Records from a collection ::
++++
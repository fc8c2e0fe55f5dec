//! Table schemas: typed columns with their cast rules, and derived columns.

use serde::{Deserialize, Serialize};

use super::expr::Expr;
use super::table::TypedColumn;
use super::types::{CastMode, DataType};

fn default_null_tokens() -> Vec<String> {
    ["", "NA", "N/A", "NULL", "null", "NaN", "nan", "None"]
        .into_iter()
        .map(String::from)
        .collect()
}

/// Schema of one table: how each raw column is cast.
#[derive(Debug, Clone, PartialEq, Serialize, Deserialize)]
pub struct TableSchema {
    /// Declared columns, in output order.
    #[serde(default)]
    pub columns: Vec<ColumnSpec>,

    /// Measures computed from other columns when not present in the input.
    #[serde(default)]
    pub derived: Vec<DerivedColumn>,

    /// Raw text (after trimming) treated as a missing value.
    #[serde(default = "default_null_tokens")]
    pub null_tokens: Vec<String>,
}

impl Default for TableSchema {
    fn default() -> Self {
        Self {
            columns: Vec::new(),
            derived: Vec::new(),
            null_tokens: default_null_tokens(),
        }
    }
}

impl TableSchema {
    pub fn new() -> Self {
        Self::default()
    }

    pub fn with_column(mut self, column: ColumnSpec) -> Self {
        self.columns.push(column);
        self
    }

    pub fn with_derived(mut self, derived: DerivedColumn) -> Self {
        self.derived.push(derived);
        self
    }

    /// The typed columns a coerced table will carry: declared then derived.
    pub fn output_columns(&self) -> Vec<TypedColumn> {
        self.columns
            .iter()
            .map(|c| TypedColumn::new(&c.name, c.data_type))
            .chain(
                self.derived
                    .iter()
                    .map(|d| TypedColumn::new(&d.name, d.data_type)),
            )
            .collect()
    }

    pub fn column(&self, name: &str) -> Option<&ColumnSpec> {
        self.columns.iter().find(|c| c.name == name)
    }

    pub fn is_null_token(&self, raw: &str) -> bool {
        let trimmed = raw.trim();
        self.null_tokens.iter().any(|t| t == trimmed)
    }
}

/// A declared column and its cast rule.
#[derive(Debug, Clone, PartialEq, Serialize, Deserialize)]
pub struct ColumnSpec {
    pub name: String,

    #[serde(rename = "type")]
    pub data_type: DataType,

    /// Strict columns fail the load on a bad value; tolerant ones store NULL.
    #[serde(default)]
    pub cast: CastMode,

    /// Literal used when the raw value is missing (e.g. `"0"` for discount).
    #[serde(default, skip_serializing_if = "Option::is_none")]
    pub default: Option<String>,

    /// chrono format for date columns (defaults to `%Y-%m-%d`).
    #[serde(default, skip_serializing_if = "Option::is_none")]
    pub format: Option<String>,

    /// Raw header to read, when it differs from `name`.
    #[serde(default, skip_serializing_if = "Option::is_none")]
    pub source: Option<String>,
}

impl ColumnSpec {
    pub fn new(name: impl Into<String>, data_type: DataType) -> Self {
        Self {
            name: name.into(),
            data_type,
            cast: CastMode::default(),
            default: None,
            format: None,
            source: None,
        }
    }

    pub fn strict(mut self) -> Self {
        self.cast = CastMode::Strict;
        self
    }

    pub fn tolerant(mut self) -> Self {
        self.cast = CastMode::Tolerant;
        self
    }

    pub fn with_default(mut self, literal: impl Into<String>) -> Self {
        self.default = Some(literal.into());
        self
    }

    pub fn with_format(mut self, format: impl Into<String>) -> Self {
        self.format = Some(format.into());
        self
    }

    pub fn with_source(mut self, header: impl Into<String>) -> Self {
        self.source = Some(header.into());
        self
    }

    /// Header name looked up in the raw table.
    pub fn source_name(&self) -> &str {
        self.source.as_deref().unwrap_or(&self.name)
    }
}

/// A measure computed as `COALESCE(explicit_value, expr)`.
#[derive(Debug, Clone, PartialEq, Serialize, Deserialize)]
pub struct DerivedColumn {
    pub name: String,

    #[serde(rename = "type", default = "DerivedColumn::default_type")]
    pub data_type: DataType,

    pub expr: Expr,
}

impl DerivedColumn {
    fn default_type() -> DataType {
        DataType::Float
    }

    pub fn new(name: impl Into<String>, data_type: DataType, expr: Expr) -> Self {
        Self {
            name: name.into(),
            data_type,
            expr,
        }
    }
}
++++
Problem :: When the entries above are retyped, each line must stay exactly as it is.

Written solution ::
repository fc8c2e0fe55f5dec
//! Table schemas: typed columns with their cast rules, and derived columns.

use serde::{Deserialize, Serialize};

use super::expr::Expr;
use super::table::TypedColumn;
use super::types::{CastMode, DataType};

fn default_null_tokens() -> Vec<String> {
    ["", "NA", "N/A", "NULL", "null", "NaN", "nan", "None"]
        .into_iter()
        .map(String::from)
        .collect()
}

/// Schema of one table: how each raw column is cast.
#[derive(Debug, Clone, PartialEq, Serialize, Deserialize)]
pub struct TableSchema {
    /// Declared columns, in output order.
    #[serde(default)]
    pub columns: Vec<ColumnSpec>,

    /// Measures computed from other columns when not present in the input.
    #[serde(default)]
    pub derived: Vec<DerivedColumn>,

    /// Raw text (after trimming) treated as a missing value.
    #[serde(default = "default_null_tokens")]
    pub null_tokens: Vec<String>,
}

impl Default for TableSchema {
    fn default() -> Self {
        Self {
            columns: Vec::new(),
            derived: Vec::new(),
            null_tokens: default_null_tokens(),
        }
    }
}

impl TableSchema {
    pub fn new() -> Self {
        Self::default()
    }

    pub fn with_column(mut self, column: ColumnSpec) -> Self {
        self.columns.push(column);
        self
    }

    pub fn with_derived(mut self, derived: DerivedColumn) -> Self {
        self.derived.push(derived);
        self
    }

    /// The typed columns a coerced table will carry: declared then derived.
    pub fn output_columns(&self) -> Vec<TypedColumn> {
        self.columns
            .iter()
            .map(|c| TypedColumn::new(&c.name, c.data_type))
            .chain(
                self.derived
                    .iter()
                    .map(|d| TypedColumn::new(&d.name, d.data_type)),
            )
            .collect()
    }

    pub fn column(&self, name: &str) -> Option<&ColumnSpec> {
        self.columns.iter().find(|c| c.name == name)
    }

    pub fn is_null_token(&self, raw: &str) -> bool {
        let trimmed = raw.trim();
        self.null_tokens.iter().any(|t| t == trimmed)
    }
}

/// A declared column and its cast rule.
#[derive(Debug, Clone, PartialEq, Serialize, Deserialize)]
pub struct ColumnSpec {
    pub name: String,

    #[serde(rename = "type")]
    pub data_type: DataType,

    /// Strict columns fail the load on a bad value; tolerant ones store NULL.
    #[serde(default)]
    pub cast: CastMode,

    /// Literal used when the raw value is missing (e.g. `"0"` for discount).
    #[serde(default, skip_serializing_if = "Option::is_none")]
    pub default: Option<String>,

    /// chrono format for date columns (defaults to `%Y-%m-%d`).
    #[serde(default, skip_serializing_if = "Option::is_none")]
    pub format: Option<String>,

    /// Raw header to read, when it differs from `name`.
    #[serde(default, skip_serializing_if = "Option::is_none")]
    pub source: Option<String>,
}

impl ColumnSpec {
    pub fn new(name: impl Into<String>, data_type: DataType) -> Self {
        Self {
            name: name.into(),
            data_type,
            cast: CastMode::default(),
            default: None,
            format: None,
            source: None,
        }
    }

    pub fn strict(mut self) -> Self {
        self.cast = CastMode::Strict;
        self
    }

    pub fn tolerant(mut self) -> Self {
        self.cast = CastMode::Tolerant;
        self
    }

    pub fn with_default(mut self, literal: impl Into<String>) -> Self {
        self.default = Some(literal.into());
        self
    }

    pub fn with_format(mut self, format: impl Into<String>) -> Self {
        self.format = Some(format.into());
        self
    }

    pub fn with_source(mut self, header: impl Into<String>) -> Self {
        self.source = Some(header.into());
        self
    }

    /// Header name looked up in the raw table.
    pub fn source_name(&self) -> &str {
        self.source.as_deref().unwrap_or(&self.name)
    }
}

/// A measure computed as `COALESCE(explicit_value, expr)`.
#[derive(Debug, Clone, PartialEq, Serialize, Deserialize)]
pub struct DerivedColumn {
    pub name: String,

    #[serde(rename = "type", default = "DerivedColumn::default_type")]
    pub data_type: DataType,

    pub expr: Expr,
}

impl DerivedColumn {
    fn default_type() -> DataType {
        DataType::Float
    }

    pub fn new(name: impl Into<String>, data_type: DataType, expr: Expr) -> Self {
        Self {
            name: name.into(),
            data_type,
            expr,
        }
    }
}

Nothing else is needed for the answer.